| Prompt |
Quote exactly the lines from the start of the entries to the one with "the window lifecycle", both ends included.

| Input for this task |
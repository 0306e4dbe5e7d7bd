//! GPU backend: wgpu device/surface ownership and frame acquisition.

mod gpu;

pub use gpu::{DeviceContext, Gpu, GpuFrame, GpuInit};

pub(crate) use gpu::outcome_for;

/// Outcome of one draw-and-present attempt, as seen by the window lifecycle
/// machine.
#[derive(Debug, Copy, Clone, Eq, PartialEq)]
pub enum PresentOutcome {
    /// Frame was submitted and presented.
    Presented,
    /// Transient failure; drop this frame, keep all state.
    SkipFrame,
    /// The render target no longer matches the surface; device-tier rebuild.
    RecreateTarget,
    /// The GPU device is gone; device-tier rebuild.
    DeviceLost,
    /// Unrecoverable; the application must shut down.
    OutOfMemory,
}
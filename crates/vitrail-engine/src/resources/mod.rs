//! Tiered resource graph.
//!
//! Resources live in typed dictionaries keyed by [`ResourceKey`]s and are
//! split into two tiers: application-lifetime values in
//! [`ApplicationResources`] and device-lifetime values in
//! [`DeviceResources`], which is torn down and rebuilt whenever a window
//! loses its GPU device. [`ResourceDescriptor`]s declare how a slot is
//! populated; repopulating descriptors additionally subscribe to a
//! [`StalenessSignal`] and rebuild their slot when it fires.

mod descriptor;
mod key;
mod scope;
mod signal;
mod store;

pub use descriptor::{ApplicationProvider, DeviceProvider, ResourceDescriptor};
pub use key::ResourceKey;
pub use scope::DisposalScope;
pub use signal::{StalenessSignal, Subscription};
pub use store::{
    ApplicationResource, ApplicationResources, DeviceResource, DeviceResources, Resource,
    ResourceError,
};
/// Aborts on a broken runtime invariant.
///
/// Every call site carries a fixed 8-hex identifier so a crash report can be
/// traced to the exact invariant without symbols or line numbers. These
/// panics are never caught; reaching one means the runtime itself is wrong,
/// not its caller.
#[macro_export]
macro_rules! bug {
    ($id:literal) => {
        panic!(concat!("bug ", $id, ": runtime invariant violated"))
    };
    ($id:literal, $($arg:tt)+) => {
        panic!("bug {}: {}", $id, ::core::format_args!($($arg)+))
    };
}
use anyhow::{Context, Result};
use wgpu::SurfaceError;
use winit::dpi::PhysicalSize;
use winit::window::Window;

use super::PresentOutcome;

/// Initialization parameters for the GPU layer.
///
/// Keep this structure stable and minimal. Add configuration flags only when
/// a concrete platform or backend requirement exists.
#[derive(Debug, Clone)]
pub struct GpuInit {
    /// Prefer an sRGB surface format when available.
    pub prefer_srgb: bool,

    /// Present mode (swap behavior). FIFO is broadly supported.
    pub present_mode: wgpu::PresentMode,

    /// Optional alpha mode preference for the surface.
    ///
    /// If provided but unsupported on the current surface, a supported mode
    /// is selected.
    pub alpha_mode: Option<wgpu::CompositeAlphaMode>,

    /// Required wgpu features. Favor an empty set for portability.
    pub required_features: wgpu::Features,

    /// Limits requested from the adapter/device.
    pub required_limits: wgpu::Limits,

    /// Desired maximum frame latency for the surface. A hint; support
    /// depends on platform/backend.
    pub desired_maximum_frame_latency: u32,
}

impl Default for GpuInit {
    fn default() -> Self {
        Self {
            prefer_srgb: true,
            present_mode: wgpu::PresentMode::Fifo,
            alpha_mode: None,
            required_features: wgpu::Features::empty(),
            required_limits: wgpu::Limits::default(),
            desired_maximum_frame_latency: 2,
        }
    }
}

/// GPU handles published into the device resource dictionary.
///
/// wgpu handles are internally reference counted, so this is a cheap clone
/// of what [`Gpu`] owns; it stays valid exactly as long as the device tier
/// it lives in.
#[derive(Clone)]
pub struct DeviceContext {
    pub device: wgpu::Device,
    pub queue: wgpu::Queue,
    pub surface_format: wgpu::TextureFormat,
}

/// Owns the wgpu core objects and the surface configuration for one window.
///
/// Creation ([`Gpu::new`]) acquires instance, surface, adapter, device and
/// queue but leaves the surface unconfigured; [`Gpu::configure`] binds it to
/// a concrete size. The split matches the two lifetimes above it: the device
/// tier survives resizes, the surface configuration does not.
pub struct Gpu<'w> {
    /// Surface bound to the window. The window must outlive this value.
    surface: wgpu::Surface<'w>,

    device: wgpu::Device,
    queue: wgpu::Queue,
    config: wgpu::SurfaceConfiguration,
}

/// A single acquired frame.
///
/// Short-lived; holding the surface texture blocks acquisition of subsequent
/// frames.
pub struct GpuFrame {
    pub surface_texture: wgpu::SurfaceTexture,
    pub view: wgpu::TextureView,
    pub encoder: wgpu::CommandEncoder,
}

impl<'w> Gpu<'w> {
    /// Creates a GPU context bound to a window.
    ///
    /// Adapter/device acquisition is asynchronous under wgpu. The surface is
    /// left unconfigured; call [`configure`](Self::configure) before the
    /// first frame.
    pub async fn new(window: &'w Window, init: GpuInit) -> Result<Self> {
        // All backends, letting wgpu pick the platform-optimal one.
        let instance = wgpu::Instance::new(&wgpu::InstanceDescriptor {
            backends: wgpu::Backends::all(),
            ..Default::default()
        });

        let surface = instance
            .create_surface(window)
            .context("failed to create wgpu surface")?;

        let adapter = instance
            .request_adapter(&wgpu::RequestAdapterOptions {
                power_preference: wgpu::PowerPreference::HighPerformance,
                compatible_surface: Some(&surface),
                force_fallback_adapter: false,
            })
            .await
            .context("failed to find a suitable GPU adapter")?;

        let (device, queue) = adapter
            .request_device(&wgpu::DeviceDescriptor {
                label: Some("vitrail device"),
                required_features: init.required_features,
                required_limits: init.required_limits,
                experimental_features: wgpu::ExperimentalFeatures::disabled(),
                memory_hints: wgpu::MemoryHints::Performance,
                trace: wgpu::Trace::Off,
            })
            .await
            .context("failed to create wgpu device/queue")?;

        let surface_caps = surface.get_capabilities(&adapter);
        let format = choose_surface_format(&surface_caps, init.prefer_srgb)
            .context("no supported surface formats")?;

        let alpha_mode = init
            .alpha_mode
            .filter(|m| surface_caps.alpha_modes.contains(m))
            .unwrap_or_else(|| {
                surface_caps
                    .alpha_modes
                    .first()
                    .copied()
                    .unwrap_or(wgpu::CompositeAlphaMode::Auto)
            });

        let config = wgpu::SurfaceConfiguration {
            usage: wgpu::TextureUsages::RENDER_ATTACHMENT,
            format,
            width: 1,
            height: 1,
            present_mode: init.present_mode,
            alpha_mode,
            view_formats: vec![],
            desired_maximum_frame_latency: init.desired_maximum_frame_latency,
        };

        Ok(Gpu {
            surface,
            device,
            queue,
            config,
        })
    }

    /// Handles for the device resource dictionary.
    pub fn context(&self) -> DeviceContext {
        DeviceContext {
            device: self.device.clone(),
            queue: self.queue.clone(),
            surface_format: self.config.format,
        }
    }

    /// Returns the active surface format.
    pub fn surface_format(&self) -> wgpu::TextureFormat {
        self.config.format
    }

    /// (Re)configures the surface for a drawable size.
    ///
    /// wgpu cannot configure a 0x0 surface; callers skip degenerate sizes
    /// before reaching this point.
    pub fn configure(&mut self, size: PhysicalSize<u32>) {
        self.config.width = size.width.max(1);
        self.config.height = size.height.max(1);
        self.surface.configure(&self.device, &self.config);
    }

    /// Acquires the next surface texture and creates an encoder.
    ///
    /// The returned frame owns the surface texture. Releasing it (after
    /// submission) presents the frame.
    pub fn begin_frame(&self) -> std::result::Result<GpuFrame, SurfaceError> {
        let surface_texture = self.surface.get_current_texture()?;
        let view = surface_texture
            .texture
            .create_view(&wgpu::TextureViewDescriptor::default());

        let encoder = self
            .device
            .create_command_encoder(&wgpu::CommandEncoderDescriptor {
                label: Some("vitrail frame encoder"),
            });

        Ok(GpuFrame {
            surface_texture,
            view,
            encoder,
        })
    }

    /// Submits the recorded commands for the given frame.
    ///
    /// Presentation occurs when `surface_texture` is dropped after
    /// submission.
    pub fn submit(&self, frame: GpuFrame) {
        self.queue.submit(std::iter::once(frame.encoder.finish()));
        drop(frame.view);
        drop(frame.surface_texture);
    }
}

/// Maps a surface acquisition error to the lifecycle outcome.
pub(crate) fn outcome_for(err: SurfaceError) -> PresentOutcome {
    match err {
        SurfaceError::Outdated => PresentOutcome::RecreateTarget,
        SurfaceError::Lost => PresentOutcome::DeviceLost,
        SurfaceError::OutOfMemory => PresentOutcome::OutOfMemory,
        SurfaceError::Timeout | SurfaceError::Other => PresentOutcome::SkipFrame,
    }
}

fn choose_surface_format(
    caps: &wgpu::SurfaceCapabilities,
    prefer_srgb: bool,
) -> Option<wgpu::TextureFormat> {
    if caps.formats.is_empty() {
        return None;
    }

    if prefer_srgb {
        let preferred = [
            wgpu::TextureFormat::Bgra8UnormSrgb,
            wgpu::TextureFormat::Rgba8UnormSrgb,
        ];
        for f in preferred {
            if caps.formats.contains(&f) {
                return Some(f);
            }
        }
    }

    Some(caps.formats[0])
}

#[cfg(test)]
mod tests {
    use super::*;

    #[test]
    fn surface_errors_map_to_lifecycle_outcomes() {
        assert_eq!(
            outcome_for(SurfaceError::Outdated),
            PresentOutcome::RecreateTarget
        );
        assert_eq!(outcome_for(SurfaceError::Lost), PresentOutcome::DeviceLost);
        assert_eq!(
            outcome_for(SurfaceError::OutOfMemory),
            PresentOutcome::OutOfMemory
        );
        assert_eq!(outcome_for(SurfaceError::Timeout), PresentOutcome::SkipFrame);
        assert_eq!(outcome_for(SurfaceError::Other), PresentOutcome::SkipFrame);
    }

    #[test]
    fn srgb_formats_win_when_preferred() {
        let caps = wgpu::SurfaceCapabilities {
            formats: vec![
                wgpu::TextureFormat::Rgba8Unorm,
                wgpu::TextureFormat::Bgra8UnormSrgb,
            ],
            ..Default::default()
        };
        assert_eq!(
            choose_surface_format(&caps, true),
            Some(wgpu::TextureFormat::Bgra8UnormSrgb)
        );
        assert_eq!(
            choose_surface_format(&caps, false),
            Some(wgpu::TextureFormat::Rgba8Unorm)
        );
    }
}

| Result of this task |
repository 0306e4dbe5e7d7bd
//! GPU backend: wgpu device/surface ownership and frame acquisition.

mod gpu;

pub use gpu::{DeviceContext, Gpu, GpuFrame, GpuInit};

pub(crate) use gpu::outcome_for;

/// Outcome of one draw-and-present attempt, as seen by the window lifecycle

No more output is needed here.